On the one hand I've been working my way through back episodes of Miami Vice, which I'd also watched when it originally aired on network TV. On the other hand, I was looking through old posts at The Valve and came across this one from July 13, 2006. It's about the movie, Miami Vice. Enjoy, it won't take long.
Though I wouldn’t call myself a fan, I did watch Miami Vice back in the day. So, when the movie racked up some positive reviews (NYTimes, Slate, Salon) I went to see it. True to the reviews, it was a visually stylish action-packed cop show. Not deep, but fun; and rather different from the TV show, darker and short on Crockett-Tubbs banter and camaraderie.
But what’s it about? Sure, cops and drug deals and fast boats, hot babes tropical heat and living at the edge. But what’s driving all that? A. O. Scott observed:
Their private lives don’t take them far from the job. In his spare time Tubbs keeps company with a vice squad co-worker (Naomie Harris), while Crockett pursues a reckless affair with a drug kingpin’s wife and business associate (Gong Li), and these entanglements give the undercover work an extra jolt of intensity. By the time the final showdown with the bad guys comes around, Crockett and Tubbs have long since crossed the line that divides the professional from the personal.But in the world of Michael Mann — a guiding creative force behind the small-screen “Miami Vice” and the writer and director of this movie version — no such line really exists. Whatever their particular jobs, his major characters tend to be men whose commitment to their professions transcends mere workaholism and becomes an all-consuming, almost operatic passion.
Could that be it? I’ll refrain from attempting to translate Scott’s insight into something like “unity of being” or even “unalienated labor,” but I want to nose around the edges.
As I left the film I started thinking about those men-guns-violence films that are deep in moral murk and work toward salvaging some kind of ethical norm. Clint Eastwood’s spent a lot of time in such films, for example, and the Godfather films play an interesting variation on the idea. But Miami Vice doesn’t seem to be this kind of movie. We’ve got the good guys depending on informants of dubious character but Crockett and Tubbs do seem firmly on the side of Good. Crockett’s affair with the Drug Lord’s wife (and head of finance) is no more than a feint toward moral ambiguity.
Another common motif puts the talented and righteous heros against the bumbling and often corrupt bureaucracy that employs them. The Sherlock Holmes stories give us a cerebral version of this motif—though Holmes was not employed by Scotland Yard—and we can again point to much of Clint Eastwood’s work.

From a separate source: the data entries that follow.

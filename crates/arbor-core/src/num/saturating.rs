// Copyright (c) 2025 Felix Kahle.
//
// Permission is hereby granted, free of charge, to any person obtaining
// a copy of this software and associated documentation files (the
// "Software"), to deal in the Software without restriction, including
// without limitation the rights to use, copy, modify, merge, publish,
// distribute, sublicense, and/or sell copies of the Software, and to
// permit persons to whom the Software is furnished to do so, subject to
// the following conditions:
//
// The above copyright notice and this permission notice shall be
// included in all copies or substantial portions of the Software.
//
// THE SOFTWARE IS PROVIDED "AS IS", WITHOUT WARRANTY OF ANY KIND,
// EXPRESS OR IMPLIED, INCLUDING BUT NOT LIMITED TO THE WARRANTIES OF
// MERCHANTABILITY, FITNESS FOR A PARTICULAR PURPOSE AND
// NONINFRINGEMENT. IN NO EVENT SHALL THE AUTHORS OR COPYRIGHT HOLDERS BE
// LIABLE FOR ANY CLAIM, DAMAGES OR OTHER LIABILITY, WHETHER IN AN ACTION
// OF CONTRACT, TORT OR OTHERWISE, ARISING FROM, OUT OF OR IN CONNECTION
// WITH THE SOFTWARE OR THE USE OR OTHER DEALINGS IN THE SOFTWARE.


//! Saturating counters.
//!
//! Statistics are plain unsigned integers bumped from hot loops. The
//! `SaturatingCounter` trait gives them a by-value API that clamps at
//! `MAX` rather than wrapping (release) or panicking (debug).

/// By-value saturating increments for unsigned counters.
///
/// # Examples
///
/// ```rust
/// # use arbor_core::num::saturating::SaturatingCounter;
/// let hits: u8 = 254;
/// assert_eq!(hits.saturating_inc(), 255);
/// assert_eq!(hits.saturating_inc().saturating_inc(), 255);
/// assert_eq!(250u8.saturating_add_val(10), 255);
/// ```
pub trait SaturatingCounter: Sized + Copy {
    /// Adds `v`, clamping at the type's maximum.
    fn saturating_add_val(self, v: Self) -> Self;

    /// Adds one, clamping at the type's maximum.
    fn saturating_inc(self) -> Self;
}

macro_rules! impl_saturating_counter {
    ($($t:ty),* $(,)?) => {
        $(
            impl SaturatingCounter for $t {
                #[inline(always)]
                fn saturating_add_val(self, v: Self) -> Self {
                    <$t>::saturating_add(self, v)
                }

                #[inline(always)]
                fn saturating_inc(self) -> Self {
                    <$t>::saturating_add(self, 1)
                }
            }
        )*
    };
}

impl_saturating_counter!(u8, u16, u32, u64, u128, usize);

#[cfg(test)]
mod tests {
    use super::*;

    #[test]
    fn test_inc_below_max() {
        assert_eq!(0u64.saturating_inc(), 1);
        assert_eq!(41usize.saturating_inc(), 42);
    }

    #[test]
    fn test_inc_clamps_at_max() {
        assert_eq!(u32::MAX.saturating_inc(), u32::MAX);
        assert_eq!(u64::MAX.saturating_inc(), u64::MAX);
    }

    #[test]
    fn test_add_val_clamps() {
        assert_eq!(10u16.saturating_add_val(5), 15);
        assert_eq!((u16::MAX - 1).saturating_add_val(5), u16::MAX);
    }
}
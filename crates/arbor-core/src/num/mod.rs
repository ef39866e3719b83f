// Copyright (c) 2025 Felix Kahle.
//
// Permission is hereby granted, free of charge, to any person obtaining
// a copy of this software and associated documentation files (the
// "Software"), to deal in the Software without restriction, including
// without limitation the rights to use, copy, modify, merge, publish,
// distribute, sublicense, and/or sell copies of the Software, and to
// permit persons to whom the Software is furnished to do so, subject to
// the following conditions:
//
// The above copyright notice and this permission notice shall be
// included in all copies or substantial portions of the Software.
//
// THE SOFTWARE IS PROVIDED "AS IS", WITHOUT WARRANTY OF ANY KIND,
// EXPRESS OR IMPLIED, INCLUDING BUT NOT LIMITED TO THE WARRANTIES OF
// MERCHANTABILITY, FITNESS FOR A PARTICULAR PURPOSE AND
// NONINFRINGEMENT. IN NO EVENT SHALL THE AUTHORS OR COPYRIGHT HOLDERS BE
// LIABLE FOR ANY CLAIM, DAMAGES OR OTHER LIABILITY, WHETHER IN AN ACTION
// OF CONTRACT, TORT OR OTHERWISE, ARISING FROM, OUT OF OR IN CONNECTION
// WITH THE SOFTWARE OR THE USE OR OTHER DEALINGS IN THE SOFTWARE.


//! # Numeric Helpers
//!
//! - `saturating`: `SaturatingCounter`, a by-value increment/add API that
//!   clamps at the type's maximum instead of wrapping. Traversal statistics
//!   use it so long-running benchmarks never overflow their counters.

pub mod saturating;
impl<O> std::ops::Index<VertexIndex> for Rerooting<O>
where
    O: RerootingOperator,
{
    type Output = O::Value;

    #[inline]
    fn index(&self, vertex: VertexIndex) -> &Self::Output {
        self.answer(vertex)
    }
}

impl<O> std::ops::Index<usize> for Rerooting<O>
where
    O: RerootingOperator,
{
    type Output = O::Value;

    #[inline]
    fn index(&self, index: usize) -> &Self::Output {
        self.answer(VertexIndex::new(index))
    }
}

impl<O> std::fmt::Debug for Rerooting<O>
where
    O: RerootingOperator + std::fmt::Debug,
    O::Value: std::fmt::Debug,
{
    fn fmt(&self, f: &mut std::fmt::Formatter<'_>) -> std::fmt::Result {
        f.debug_struct("Rerooting")
            .field("num_vertices", &self.num_vertices())
            .field("num_edges", &self.tree.num_edges())
            .field("operator", &self.operator)
            .field("built", &self.built)
            .field("answers", &self.answers)
            .finish()
    }
}

/// Writes the answers separated by single spaces.
impl<O> std::fmt::Display for Rerooting<O>
where
    O: RerootingOperator,
    O::Value: std::fmt::Display,
{
    fn fmt(&self, f: &mut std::fmt::Formatter<'_>) -> std::fmt::Result {
        for (i, answer) in self.answers.iter().enumerate() {
            if i > 0 {
                write!(f, " ")?;
            }
            write!(f, "{}", answer)?;
        }
        Ok(())
    }
}
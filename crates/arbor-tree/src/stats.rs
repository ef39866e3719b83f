// Copyright (c) 2025 Felix Kahle.
//
// Permission is hereby granted, free of charge, to any person obtaining
// a copy of this software and associated documentation files (the
// "Software"), to deal in the Software without restriction, including
// without limitation the rights to use, copy, modify, merge, publish,
// distribute, sublicense, and/or sell copies of the Software, and to
// permit persons to whom the Software is furnished to do so, subject to
// the following conditions:
//
// The above copyright notice and this permission notice shall be
// included in all copies or substantial portions of the Software.
//
// THE SOFTWARE IS PROVIDED "AS IS", WITHOUT WARRANTY OF ANY KIND,
// EXPRESS OR IMPLIED, INCLUDING BUT NOT LIMITED TO THE WARRANTIES OF
// MERCHANTABILITY, FITNESS FOR A PARTICULAR PURPOSE AND
// NONINFRINGEMENT. IN NO EVENT SHALL THE AUTHORS OR COPYRIGHT HOLDERS BE
// LIABLE FOR ANY CLAIM, DAMAGES OR OTHER LIABILITY, WHETHER IN AN ACTION
// OF CONTRACT, TORT OR OTHERWISE, ARISING FROM, OUT OF OR IN CONNECTION
// WITH THE SOFTWARE OR THE USE OR OTHER DEALINGS IN THE SOFTWARE.


use arbor_core::num::saturating::SaturatingCounter;
use std::time::Duration;

/// Counters collected while a tree DP engine builds.
#[derive(Debug, Clone, Copy, PartialEq, Eq, Default)]
pub struct TraversalStatistics {
    /// Vertices finalized by the rooted accumulation (post-order) pass.
    pub vertices_accumulated: u64,
    /// Vertices finalized by the rerooting (pre-order) pass.
    pub vertices_rerooted: u64,
    /// Calls to the merge operation.
    pub merges: u64,
    /// Calls to the root transform.
    pub root_transforms: u64,
    /// The deepest vertex reached, with the root at depth 0.
    pub max_depth: u64,
    /// Wall-clock time spent in the last build.
    pub time_total: Duration,
}

impl TraversalStatistics {
    #[inline]
    pub fn on_vertex_accumulated(&mut self) {
        self.vertices_accumulated = self.vertices_accumulated.saturating_inc();
    }

    #[inline]
    pub fn on_vertex_rerooted(&mut self) {
        self.vertices_rerooted = self.vertices_rerooted.saturating_inc();
    }

    #[inline]
    pub fn on_merges(&mut self, count: u64) {
        self.merges = self.merges.saturating_add_val(count);
    }

    #[inline]
    pub fn on_root_transform(&mut self) {
        self.root_transforms = self.root_transforms.saturating_inc();
    }

    #[inline]
    pub fn on_depth_update(&mut self, depth: u64) {
        self.max_depth = self.max_depth.max(depth);
    }

    #[inline]
    pub fn set_total_time(&mut self, duration: Duration) {
        self.time_total = duration;
    }

    /// Clears every counter.
    #[inline]
    pub fn reset(&mut self) {
        *self = Self::default();
    }
}

impl std::fmt::Display for TraversalStatistics {
    fn fmt(&self, f: &mut std::fmt::Formatter<'_>) -> std::fmt::Result {
        writeln!(f, "Tree DP Statistics:")?;
        writeln!(f, "  Vertices accumulated: {}", self.vertices_accumulated)?;
        writeln!(f, "  Vertices rerooted:    {}", self.vertices_rerooted)?;
        writeln!(f, "  Merges:               {}", self.merges)?;
        writeln!(f, "  Root transforms:      {}", self.root_transforms)?;
        writeln!(f, "  Max depth reached:    {}", self.max_depth)?;
        writeln!(f, "  Total time:           {:.2?}", self.time_total)?;
        Ok(())
    }
}

#[cfg(test)]
mod tests {
    use super::*;

    #[test]
    fn test_counters_and_reset() {
        let mut stats = TraversalStatistics::default();
        stats.on_vertex_accumulated();
        stats.on_vertex_accumulated();
        stats.on_vertex_rerooted();
        stats.on_merges(5);
        stats.on_root_transform();
        stats.on_depth_update(3);
        stats.on_depth_update(1);
        assert_eq!(stats.vertices_accumulated, 2);
        assert_eq!(stats.vertices_rerooted, 1);
        assert_eq!(stats.merges, 5);
        assert_eq!(stats.root_transforms, 1);
        assert_eq!(stats.max_depth, 3);

        stats.reset();
        assert_eq!(stats, TraversalStatistics::default());
    }

    #[test]
    fn test_merges_saturate() {
        let mut stats = TraversalStatistics {
            merges: u64::MAX - 1,
            ..Default::default()
        };
        stats.on_merges(10);
        assert_eq!(stats.merges, u64::MAX);
    }

    #[test]
    fn test_display_lists_counters() {
        let stats = TraversalStatistics {
            vertices_accumulated: 4,
            ..Default::default()
        };
        let text = format!("{}", stats);
        assert!(text.starts_with("Tree DP Statistics:"));
        assert!(text.contains("Vertices accumulated: 4"));
    }
}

But that’s not what’s happening here. Yes, C&T very much want to do it their way, and there is a mole in the organization. But the mole isn’t in their organization, the Miami PD; it’s in the FBI. And C&T are not at odds with the Miami PD. Lt. Castillo supports them, as do their fellow officers. It’s teamwork all the way.

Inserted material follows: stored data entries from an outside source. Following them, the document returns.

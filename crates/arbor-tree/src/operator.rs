// Copyright (c) 2025 Felix Kahle.
//
// Permission is hereby granted, free of charge, to any person obtaining
// a copy of this software and associated documentation files (the
// "Software"), to deal in the Software without restriction, including
// without limitation the rights to use, copy, modify, merge, publish,
// distribute, sublicense, and/or sell copies of the Software, and to
// permit persons to whom the Software is furnished to do so, subject to
// the following conditions:
//
// The above copyright notice and this permission notice shall be
// included in all copies or substantial portions of the Software.
//
// THE SOFTWARE IS PROVIDED "AS IS", WITHOUT WARRANTY OF ANY KIND,
// EXPRESS OR IMPLIED, INCLUDING BUT NOT LIMITED TO THE WARRANTIES OF
// MERCHANTABILITY, FITNESS FOR A PARTICULAR PURPOSE AND
// NONINFRINGEMENT. IN NO EVENT SHALL THE AUTHORS OR COPYRIGHT HOLDERS BE
// LIABLE FOR ANY CLAIM, DAMAGES OR OTHER LIABILITY, WHETHER IN AN ACTION
// OF CONTRACT, TORT OR OTHERWISE, ARISING FROM, OUT OF OR IN CONNECTION
// WITH THE SOFTWARE OR THE USE OR OTHER DEALINGS IN THE SOFTWARE.


//! The operation set driving tree DP.
//!
//! A tree DP is described by four pure functions:
//!
//! - `identity`: the neutral value of `merge`, used as the starting
//!   accumulator and as the pre-build result.
//! - `merge(acc, child, weight)`: folds one child's value into an
//!   accumulator across an edge of the given weight. It must be associative
//!   but need not be commutative; engines always fold children left to
//!   right in edge insertion order.
//! - `add_root(acc)`: turns the merged children of a vertex into the value
//!   of the subtree rooted at that vertex.
//! - `weight_identity`: the edge weight used when rerooting combines the
//!   prefix and suffix of a vertex's edge values, i.e. a weight that leaves
//!   already-weighted values unchanged.
//!
//! `RerootingOperator` is the seam the engines are generic over.
//! `FnOperator` builds one from four closures, which is the usual way to
//! describe a one-off DP.

/// The operation set of a tree DP over values `Value` and edge weights
/// `Weight`.
pub trait RerootingOperator {
    /// The aggregate stored per vertex and per edge.
    type Value: Clone;
    /// The weight carried by each directed edge.
    type Weight;

    /// Returns the neutral element of [`RerootingOperator::merge`].
    fn identity(&self) -> Self::Value;

    /// Folds `rhs` into `lhs` across an edge of weight `weight`.
    fn merge(&self, lhs: &Self::Value, rhs: &Self::Value, weight: &Self::Weight) -> Self::Value;

    /// Converts the merged children of a vertex into its subtree value.
    fn add_root(&self, value: &Self::Value) -> Self::Value;

    /// Returns the weight used to join prefix and suffix merges.
    fn weight_identity(&self) -> Self::Weight;
}

impl<O> RerootingOperator for &O
where
    O: RerootingOperator + ?Sized,
{
    type Value = O::Value;
    type Weight = O::Weight;

    #[inline(always)]
    fn identity(&self) -> Self::Value {
        (**self).identity()
    }

    #[inline(always)]
    fn merge(&self, lhs: &Self::Value, rhs: &Self::Value, weight: &Self::Weight) -> Self::Value {
        (**self).merge(lhs, rhs, weight)
    }

    #[inline(always)]
    fn add_root(&self, value: &Self::Value) -> Self::Value {
        (**self).add_root(value)
    }

    #[inline(always)]
    fn weight_identity(&self) -> Self::Weight {
        (**self).weight_identity()
    }
}

/// A `RerootingOperator` assembled from four closures.
///
/// # Examples
///
/// ```rust
/// # use arbor_tree::operator::{FnOperator, RerootingOperator};
/// // Height of the subtree in edges, weighted.
/// let height = FnOperator::new(
///     |acc: &i64, child: &i64, w: &i64| (*acc).max(child + w),
///     || 0i64,
///     |acc: &i64| *acc,
///     || 0i64,
/// );
/// assert_eq!(height.merge(&3, &4, &2), 6);
/// assert_eq!(height.add_root(&6), 6);
/// ```
#[derive(Clone, Copy)]
pub struct FnOperator<S, W, M, E, R, C> {
    merge: M,
    identity: E,
    add_root: R,
    weight_identity: C,
    _marker: std::marker::PhantomData<fn() -> (S, W)>,
}

impl<S, W, M, E, R, C> FnOperator<S, W, M, E, R, C>
where
    S: Clone,
    M: Fn(&S, &S, &W) -> S,
    E: Fn() -> S,
    R: Fn(&S) -> S,
    C: Fn() -> W,
{
    /// Creates an operator from `merge`, `identity`, `add_root` and
    /// `weight_identity`.
    #[inline]
    pub fn new(merge: M, identity: E, add_root: R, weight_identity: C) -> Self {
        Self {
            merge,
            identity,
            add_root,
            weight_identity,
            _marker: std::marker::PhantomData,
        }
    }
}

impl<S, W, M, E, R, C> RerootingOperator for FnOperator<S, W, M, E, R, C>
where
    S: Clone,
    M: Fn(&S, &S, &W) -> S,
    E: Fn() -> S,
    R: Fn(&S) -> S,
    C: Fn() -> W,
{
    type Value = S;
    type Weight = W;

    #[inline(always)]
    fn identity(&self) -> S {
        (self.identity)()
    }

    #[inline(always)]
    fn merge(&self, lhs: &S, rhs: &S, weight: &W) -> S {
        (self.merge)(lhs, rhs, weight)
    }

    #[inline(always)]
    fn add_root(&self, value: &S) -> S {
        (self.add_root)(value)
    }

    #[inline(always)]
    fn weight_identity(&self) -> W {
        (self.weight_identity)()
    }
}

impl<S, W, M, E, R, C> std::fmt::Debug for FnOperator<S, W, M, E, R, C> {
    fn fmt(&self, f: &mut std::fmt::Formatter<'_>) -> std::fmt::Result {
        write!(
            f,
            "FnOperator<{}, {}>",
            std::any::type_name::<S>(),
            std::any::type_name::<W>()
        )
    }
}

#[cfg(test)]
mod tests {
    use super::*;

    fn concat() -> impl RerootingOperator<Value = String, Weight = char> {
        FnOperator::new(
            |a: &String, b: &String, w: &char| format!("{a}{w}{b}"),
            String::new,
            |s: &String| format!("({s})"),
            || '_',
        )
    }

    #[test]
    fn test_fn_operator_forwards_closures() {
        let op = concat();
        assert_eq!(op.identity(), "");
        assert_eq!(op.merge(&"a".to_string(), &"b".to_string(), &'+'), "a+b");
        assert_eq!(op.add_root(&"x".to_string()), "(x)");
        assert_eq!(op.weight_identity(), '_');
    }

    #[test]
    fn test_reference_is_an_operator() {
        let op = concat();
        let by_ref = &op;
        assert_eq!(
            RerootingOperator::merge(&by_ref, &"l".to_string(), &"r".to_string(), &'-'),
            "l-r"
        );
        assert_eq!(RerootingOperator::weight_identity(&by_ref), '_');
    }

    #[test]
    fn test_debug_names_types() {
        let op = FnOperator::new(
            |a: &u32, b: &u32, _: &()| a + b,
            || 0u32,
            |a: &u32| *a,
            || (),
        );
        assert_eq!(format!("{:?}", op), "FnOperator<u32, ()>");
    }
}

So I return to Scott’s notion that “Crockett and Tubbs have long since crossed the line that divides the professional from the personal.” Whence the dividing line between the professional and the personal? I cannot imagine such a line, for example, in the lives of hunter-gatherers. In those simple societies there are no professions—except, perhaps, for that of shaman—and no institutions to divide one’s lifespace into homelife and work. Though I rather doubt that life in such societies is one of unending operatic passion.
Still, let’s try this on for size: Miami Vice is a dream of a return to a primitive and undifferentiated world. If so, why realize that dream in these terms? The question is as much about our cultural moment as about the film itself.
Do I believe any of this? Don’t know. Haven’t thought it through.It's seven years later and I still haven't thought it through. And it still seems plausible. Note my use of the term “unity of being”.